Stored records:
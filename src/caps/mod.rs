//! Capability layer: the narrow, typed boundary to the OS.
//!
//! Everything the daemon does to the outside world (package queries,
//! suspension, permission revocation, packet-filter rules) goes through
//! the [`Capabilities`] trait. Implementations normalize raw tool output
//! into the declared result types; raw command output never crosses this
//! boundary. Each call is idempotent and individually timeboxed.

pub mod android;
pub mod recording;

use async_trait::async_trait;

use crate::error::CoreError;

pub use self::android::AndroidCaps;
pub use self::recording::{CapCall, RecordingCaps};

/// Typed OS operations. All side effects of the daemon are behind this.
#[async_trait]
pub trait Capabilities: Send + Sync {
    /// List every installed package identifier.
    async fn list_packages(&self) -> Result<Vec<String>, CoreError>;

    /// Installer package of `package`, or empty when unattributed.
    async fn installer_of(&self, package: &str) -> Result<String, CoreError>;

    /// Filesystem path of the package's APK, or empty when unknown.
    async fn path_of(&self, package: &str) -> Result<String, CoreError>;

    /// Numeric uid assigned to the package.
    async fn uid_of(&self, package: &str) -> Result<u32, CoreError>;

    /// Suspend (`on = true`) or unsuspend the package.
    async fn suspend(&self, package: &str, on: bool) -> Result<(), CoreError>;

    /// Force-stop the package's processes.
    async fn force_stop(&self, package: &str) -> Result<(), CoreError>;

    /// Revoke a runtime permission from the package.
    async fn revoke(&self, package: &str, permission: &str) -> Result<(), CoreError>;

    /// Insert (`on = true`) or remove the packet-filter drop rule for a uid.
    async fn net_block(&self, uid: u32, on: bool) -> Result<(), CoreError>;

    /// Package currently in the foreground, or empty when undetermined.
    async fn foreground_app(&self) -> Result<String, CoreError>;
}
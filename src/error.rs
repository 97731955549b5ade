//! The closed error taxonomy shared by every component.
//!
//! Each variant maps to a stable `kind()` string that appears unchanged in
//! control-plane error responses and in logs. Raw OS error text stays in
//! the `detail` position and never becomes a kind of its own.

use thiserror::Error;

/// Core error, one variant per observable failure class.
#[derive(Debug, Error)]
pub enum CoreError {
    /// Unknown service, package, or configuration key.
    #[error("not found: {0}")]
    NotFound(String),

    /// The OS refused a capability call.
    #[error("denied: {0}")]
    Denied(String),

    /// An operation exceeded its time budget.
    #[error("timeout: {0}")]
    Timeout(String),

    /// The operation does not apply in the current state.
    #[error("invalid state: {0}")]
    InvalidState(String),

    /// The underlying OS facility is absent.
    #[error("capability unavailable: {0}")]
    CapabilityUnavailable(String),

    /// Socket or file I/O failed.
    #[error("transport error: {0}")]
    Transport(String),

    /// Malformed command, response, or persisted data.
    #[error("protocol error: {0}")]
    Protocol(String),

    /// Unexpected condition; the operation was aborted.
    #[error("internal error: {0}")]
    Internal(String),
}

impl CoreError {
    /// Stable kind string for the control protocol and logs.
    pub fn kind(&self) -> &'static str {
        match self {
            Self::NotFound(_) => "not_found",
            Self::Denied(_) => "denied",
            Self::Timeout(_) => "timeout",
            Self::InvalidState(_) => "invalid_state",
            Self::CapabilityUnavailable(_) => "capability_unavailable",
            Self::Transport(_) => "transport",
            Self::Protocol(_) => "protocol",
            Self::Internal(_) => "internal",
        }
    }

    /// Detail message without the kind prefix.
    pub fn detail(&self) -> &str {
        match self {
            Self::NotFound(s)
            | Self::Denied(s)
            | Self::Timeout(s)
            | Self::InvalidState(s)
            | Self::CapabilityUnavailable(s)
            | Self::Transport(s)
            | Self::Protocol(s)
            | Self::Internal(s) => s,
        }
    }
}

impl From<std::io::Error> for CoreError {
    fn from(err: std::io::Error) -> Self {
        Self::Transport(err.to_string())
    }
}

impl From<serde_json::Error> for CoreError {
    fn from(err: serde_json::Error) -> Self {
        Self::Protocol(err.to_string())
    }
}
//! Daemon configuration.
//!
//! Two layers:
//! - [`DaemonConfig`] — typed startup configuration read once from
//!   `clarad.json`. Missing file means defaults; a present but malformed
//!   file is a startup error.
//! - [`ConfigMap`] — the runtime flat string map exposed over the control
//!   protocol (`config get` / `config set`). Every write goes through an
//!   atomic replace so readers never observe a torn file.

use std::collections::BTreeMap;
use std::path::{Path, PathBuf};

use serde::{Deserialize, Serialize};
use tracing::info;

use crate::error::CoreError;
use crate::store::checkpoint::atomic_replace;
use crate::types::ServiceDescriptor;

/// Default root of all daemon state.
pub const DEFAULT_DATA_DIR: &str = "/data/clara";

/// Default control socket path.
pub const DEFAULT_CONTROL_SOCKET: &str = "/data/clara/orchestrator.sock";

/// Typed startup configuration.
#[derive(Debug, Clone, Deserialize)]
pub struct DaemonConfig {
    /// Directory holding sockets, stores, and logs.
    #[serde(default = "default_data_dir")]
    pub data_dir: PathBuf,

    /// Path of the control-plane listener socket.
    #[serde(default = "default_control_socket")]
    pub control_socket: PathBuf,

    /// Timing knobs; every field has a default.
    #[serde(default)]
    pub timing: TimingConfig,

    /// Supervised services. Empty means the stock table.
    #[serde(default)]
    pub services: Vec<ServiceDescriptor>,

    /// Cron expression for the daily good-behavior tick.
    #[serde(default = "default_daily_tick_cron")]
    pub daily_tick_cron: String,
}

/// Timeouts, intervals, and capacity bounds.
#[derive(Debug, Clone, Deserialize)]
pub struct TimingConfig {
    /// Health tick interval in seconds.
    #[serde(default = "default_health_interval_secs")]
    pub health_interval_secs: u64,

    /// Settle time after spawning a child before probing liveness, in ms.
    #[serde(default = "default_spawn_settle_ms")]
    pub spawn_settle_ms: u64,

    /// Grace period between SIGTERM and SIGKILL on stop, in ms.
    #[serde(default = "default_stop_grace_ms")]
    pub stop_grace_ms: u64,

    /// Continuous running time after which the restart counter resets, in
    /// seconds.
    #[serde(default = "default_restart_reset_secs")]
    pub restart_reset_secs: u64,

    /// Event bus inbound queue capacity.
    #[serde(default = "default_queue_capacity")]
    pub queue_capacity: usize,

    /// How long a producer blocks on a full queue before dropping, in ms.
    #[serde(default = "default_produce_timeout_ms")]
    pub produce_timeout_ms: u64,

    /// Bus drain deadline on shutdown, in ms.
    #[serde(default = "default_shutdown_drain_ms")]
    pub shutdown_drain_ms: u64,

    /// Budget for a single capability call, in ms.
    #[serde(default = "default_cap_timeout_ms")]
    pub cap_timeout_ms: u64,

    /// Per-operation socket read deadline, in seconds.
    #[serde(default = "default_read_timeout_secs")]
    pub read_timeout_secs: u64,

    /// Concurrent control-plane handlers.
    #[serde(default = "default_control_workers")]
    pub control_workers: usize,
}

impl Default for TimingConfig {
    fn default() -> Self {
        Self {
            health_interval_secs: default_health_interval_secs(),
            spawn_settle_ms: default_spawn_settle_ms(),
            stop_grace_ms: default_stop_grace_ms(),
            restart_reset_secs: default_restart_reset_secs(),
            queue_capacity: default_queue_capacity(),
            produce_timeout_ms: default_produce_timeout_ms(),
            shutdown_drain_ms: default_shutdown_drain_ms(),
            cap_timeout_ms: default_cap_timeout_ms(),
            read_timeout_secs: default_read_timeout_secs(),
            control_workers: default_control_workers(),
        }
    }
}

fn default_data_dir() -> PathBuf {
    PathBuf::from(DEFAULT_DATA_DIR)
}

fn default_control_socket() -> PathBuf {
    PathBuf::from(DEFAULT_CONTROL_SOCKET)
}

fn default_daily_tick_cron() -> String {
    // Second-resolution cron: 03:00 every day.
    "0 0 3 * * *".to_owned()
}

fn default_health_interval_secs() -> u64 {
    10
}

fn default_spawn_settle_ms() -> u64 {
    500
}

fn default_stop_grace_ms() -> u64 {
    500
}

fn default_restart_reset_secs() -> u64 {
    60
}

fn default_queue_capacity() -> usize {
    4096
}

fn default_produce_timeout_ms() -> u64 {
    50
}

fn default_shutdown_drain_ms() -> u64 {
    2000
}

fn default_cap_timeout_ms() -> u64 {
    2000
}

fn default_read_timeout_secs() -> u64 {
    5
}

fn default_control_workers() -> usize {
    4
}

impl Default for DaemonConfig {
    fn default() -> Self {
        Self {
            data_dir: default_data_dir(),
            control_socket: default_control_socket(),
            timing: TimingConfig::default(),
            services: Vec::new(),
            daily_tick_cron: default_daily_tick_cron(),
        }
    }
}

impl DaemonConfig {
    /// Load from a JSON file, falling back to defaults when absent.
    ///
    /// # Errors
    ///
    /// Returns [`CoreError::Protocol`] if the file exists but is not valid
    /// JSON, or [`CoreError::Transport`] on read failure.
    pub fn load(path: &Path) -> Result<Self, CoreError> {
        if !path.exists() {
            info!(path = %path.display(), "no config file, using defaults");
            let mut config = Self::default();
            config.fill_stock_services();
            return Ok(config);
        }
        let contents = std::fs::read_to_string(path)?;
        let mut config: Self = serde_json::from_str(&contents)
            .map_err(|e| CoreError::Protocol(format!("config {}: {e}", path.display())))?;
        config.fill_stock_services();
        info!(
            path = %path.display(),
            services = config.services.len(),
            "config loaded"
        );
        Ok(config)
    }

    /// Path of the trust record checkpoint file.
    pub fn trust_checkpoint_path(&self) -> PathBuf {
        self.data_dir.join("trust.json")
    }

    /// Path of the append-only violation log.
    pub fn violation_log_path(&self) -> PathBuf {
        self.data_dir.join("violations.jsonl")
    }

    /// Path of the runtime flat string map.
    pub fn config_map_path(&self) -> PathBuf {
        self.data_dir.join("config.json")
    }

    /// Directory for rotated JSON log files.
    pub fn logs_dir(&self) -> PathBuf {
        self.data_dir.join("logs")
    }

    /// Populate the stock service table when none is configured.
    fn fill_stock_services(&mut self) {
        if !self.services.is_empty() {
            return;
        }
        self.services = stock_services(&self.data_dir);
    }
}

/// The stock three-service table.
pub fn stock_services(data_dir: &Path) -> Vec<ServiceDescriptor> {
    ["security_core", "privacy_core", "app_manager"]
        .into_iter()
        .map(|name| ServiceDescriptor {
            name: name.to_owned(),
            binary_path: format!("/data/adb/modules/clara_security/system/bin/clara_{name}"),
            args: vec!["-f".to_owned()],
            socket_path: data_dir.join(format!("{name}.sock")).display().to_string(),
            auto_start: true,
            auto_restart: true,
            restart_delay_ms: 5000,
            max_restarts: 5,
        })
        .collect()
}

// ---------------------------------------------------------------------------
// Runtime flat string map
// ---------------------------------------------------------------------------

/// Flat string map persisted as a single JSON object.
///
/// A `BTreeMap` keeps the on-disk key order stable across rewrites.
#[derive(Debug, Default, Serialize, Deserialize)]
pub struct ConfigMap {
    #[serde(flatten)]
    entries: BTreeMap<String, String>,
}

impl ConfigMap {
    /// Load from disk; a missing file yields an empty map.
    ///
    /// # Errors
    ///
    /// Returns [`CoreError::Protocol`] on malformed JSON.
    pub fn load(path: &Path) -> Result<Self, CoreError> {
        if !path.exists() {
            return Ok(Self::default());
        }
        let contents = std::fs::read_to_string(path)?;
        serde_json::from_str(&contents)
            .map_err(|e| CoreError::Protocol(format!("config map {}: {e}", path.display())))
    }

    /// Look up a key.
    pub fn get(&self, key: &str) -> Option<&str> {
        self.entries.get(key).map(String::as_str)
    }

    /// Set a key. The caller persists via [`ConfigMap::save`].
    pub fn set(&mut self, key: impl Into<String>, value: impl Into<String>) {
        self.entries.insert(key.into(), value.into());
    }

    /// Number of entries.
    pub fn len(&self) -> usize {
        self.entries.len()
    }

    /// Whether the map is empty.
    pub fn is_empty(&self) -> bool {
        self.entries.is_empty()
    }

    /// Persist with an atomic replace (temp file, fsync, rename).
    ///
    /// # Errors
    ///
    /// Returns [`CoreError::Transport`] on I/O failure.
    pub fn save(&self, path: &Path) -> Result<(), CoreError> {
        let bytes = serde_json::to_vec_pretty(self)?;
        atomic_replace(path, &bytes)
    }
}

— Problem —
Lines from the start of the records through the one containing "pub use self::android::AndroidCaps;" are what should be retyped, exactly and in full, both ends included.

— Exercise output —
filename src/caps/mod.rs
//! Capability layer: the narrow, typed boundary to the OS.
//!
//! Everything the daemon does to the outside world (package queries,
//! suspension, permission revocation, packet-filter rules) goes through
//! the [`Capabilities`] trait. Implementations normalize raw tool output
//! into the declared result types; raw command output never crosses this
//! boundary. Each call is idempotent and individually timeboxed.

pub mod android;
pub mod recording;

use async_trait::async_trait;

use crate::error::CoreError;

pub use self::android::AndroidCaps;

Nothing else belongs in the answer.